MONTREAL: After 30 years of newspaper syndication and a year-long animated series run in Canada, the US$5.2 million budgeted Animal Crackers cracked the international market when it debuted on the Fox Family Channel in August. Cinar’s 26 x 30-minute animated series Animal Crackers has been sold to a staggering 111 other countries since, opening the door for major global licensing opportunities that will be handled by Tribune Media Services (TMS).
Elyce Goldstein, director of licensing at TMS, is currently looking for new licensing partners, now that most of the old agreements have expired. She is already talking to plush and apparel manufacturers such as Applause, Eden and Gund, and hopes to attract licensees for products aimed at both kids and adults. For the kids market, she is looking for manufacturers of games, action figures, plush toys and clothing. For the adult market, she is thinking more along the lines of coffee mugs, calendars and greeting cards.
Goldstein is also tracking down international agents, and says she is particularly interested in manufacturers with international distribution networks.
Cinar also inked a deal with New York-based toy manufacturer and distributor Eden LLC to produce a line of plush toys for the preschool series Wimzie’s House.
The deal, combined with Wimzie’s ranking as the third most-watched preschool series on PBS (following Arthur and Barney and Friends), creates a U.S. licensing ‘launching pad’ for an upcoming book publishing deal, additional toy lines and apparel products, says Dan Tierney, Cinar’s director of business affairs. According to Tierney, Eden has an enviable track record for ‘picking winners, particularly within the PBS system.’

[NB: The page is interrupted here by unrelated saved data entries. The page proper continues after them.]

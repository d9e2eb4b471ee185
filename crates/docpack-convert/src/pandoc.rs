//! Pandoc engine adapter.
//!
//! Wraps the external `pandoc` binary for DOCX→{HTML, ODT, EPUB}. The binary
//! location is explicit injected configuration (config file or CLI flag,
//! falling back to `pandoc` on PATH), never inferred from process state.

use crate::traits::FormatConverter;
use docpack_core::{DocpackError, Result, TargetFormat};
use log::debug;
use std::path::{Path, PathBuf};
use std::process::Command;

/// Handle to a pandoc installation.
#[derive(Debug, Clone)]
pub struct PandocEngine {
    binary: PathBuf,
}

impl PandocEngine {
    /// Create an engine handle for an explicit binary path.
    #[must_use]
    pub fn new(binary: impl Into<PathBuf>) -> Self {
        Self {
            binary: binary.into(),
        }
    }

    /// Engine handle resolving `pandoc` from PATH.
    #[must_use]
    pub fn from_path() -> Self {
        Self::new("pandoc")
    }

    /// The configured binary path.
    #[inline]
    #[must_use]
    pub fn binary(&self) -> &Path {
        &self.binary
    }

    /// Check that pandoc is runnable and return its version line.
    ///
    /// Called once before any work starts; a missing engine is fatal for
    /// the whole run.
    ///
    /// # Errors
    ///
    /// Returns [`DocpackError::EngineMissing`] if the binary cannot be
    /// spawned or exits non-zero.
    pub fn check_available(&self) -> Result<String> {
        let output = Command::new(&self.binary)
            .arg("--version")
            .output()
            .map_err(|_| {
                DocpackError::EngineMissing(format!(
                    "pandoc not found at '{}'",
                    self.binary.display()
                ))
            })?;

        if !output.status.success() {
            return Err(DocpackError::EngineMissing(format!(
                "'{} --version' exited with {}",
                self.binary.display(),
                output.status
            )));
        }

        // First line: "pandoc 3.1.9"
        let version = String::from_utf8_lossy(&output.stdout)
            .lines()
            .next()
            .unwrap_or("unknown")
            .to_string();
        Ok(version)
    }

    /// Convert a DOCX file to one pandoc-supported target format.
    ///
    /// # Errors
    ///
    /// Returns a per-format [`DocpackError::ConversionError`] when pandoc
    /// cannot be run or exits non-zero; stderr is carried in the message.
    pub fn convert_file(
        &self,
        source: &Path,
        format: TargetFormat,
        dest: &Path,
    ) -> Result<()> {
        let mut cmd = Command::new(&self.binary);
        cmd.arg(source)
            .args(["-f", "docx", "-t", format.extension()])
            .arg("-o")
            .arg(dest);
        if format == TargetFormat::Html {
            // Fragment output is useless as a sibling artifact; emit a full
            // document with a header.
            cmd.arg("--standalone");
        }

        debug!("running {cmd:?}");
        let output = cmd
            .output()
            .map_err(|e| DocpackError::conversion(format, format!("failed to run pandoc: {e}")))?;

        if !output.status.success() {
            let stderr = String::from_utf8_lossy(&output.stderr);
            return Err(DocpackError::conversion(
                format,
                format!("pandoc exited with {}: {}", output.status, stderr.trim()),
            ));
        }
        Ok(())
    }
}

/// [`FormatConverter`] entry delegating one format to pandoc.
#[derive(Debug, Clone)]
pub struct PandocConverter {
    engine: PandocEngine,
    format: TargetFormat,
}

impl PandocConverter {
    /// Pair an engine handle with one of its supported formats.
    ///
    /// # Panics
    ///
    /// Panics if `format` is not a pandoc-handled format; the plan is built
    /// from the static format list, so this indicates a programming error.
    #[must_use]
    pub fn new(engine: PandocEngine, format: TargetFormat) -> Self {
        assert!(
            format.uses_pandoc(),
            "{format} is not handled by the pandoc engine"
        );
        Self { engine, format }
    }
}

impl FormatConverter for PandocConverter {
    fn format(&self) -> TargetFormat {
        self.format
    }

    fn convert(&self, source: &Path, dest: &Path) -> Result<()> {
        self.engine.convert_file(source, self.format, dest)
    }
}

#[cfg(test)]
mod tests {
    use super::*;

    #[test]
    fn test_check_available_missing_binary() {
        let engine = PandocEngine::new("/nonexistent/path/to/pandoc");
        match engine.check_available() {
            Err(DocpackError::EngineMissing(msg)) => {
                assert!(msg.contains("/nonexistent/path/to/pandoc"));
            }
            other => panic!("expected EngineMissing, got {other:?}"),
        }
    }

    #[test]
    fn test_convert_file_missing_binary_is_per_format_error() {
        let engine = PandocEngine::new("/nonexistent/path/to/pandoc");
        let err = engine
            .convert_file(
                Path::new("in.docx"),
                TargetFormat::Html,
                Path::new("out.html"),
            )
            .unwrap_err();
        match err {
            DocpackError::ConversionError { format, .. } => {
                assert_eq!(format, TargetFormat::Html);
            }
            other => panic!("expected ConversionError, got {other:?}"),
        }
    }

    #[test]
    #[should_panic(expected = "not handled by the pandoc engine")]
    fn test_pandoc_converter_rejects_pdf() {
        let _ = PandocConverter::new(PandocEngine::from_path(), TargetFormat::Pdf);
    }
}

‘Wimzie’s House is the only new property we have acquired for 1999,’ says Richard J. Miller, president and CEO of Eden. Miller says the series was selected for its ‘unique daycare setting and its commitment to the emotional intelligence of children.’
Eden will have the new Wimzie doll line ready for buyers at the New York International Toy Fair in February 1999, with product expected on North American store shelves by that summer.
The initial plush items will be based on characters such as Wimzie and her four-year-old buddy Horace. The line, ranging in size from six inches to life-size, will be comprised of both traditional plush dolls and interactive dolls that talk and sing.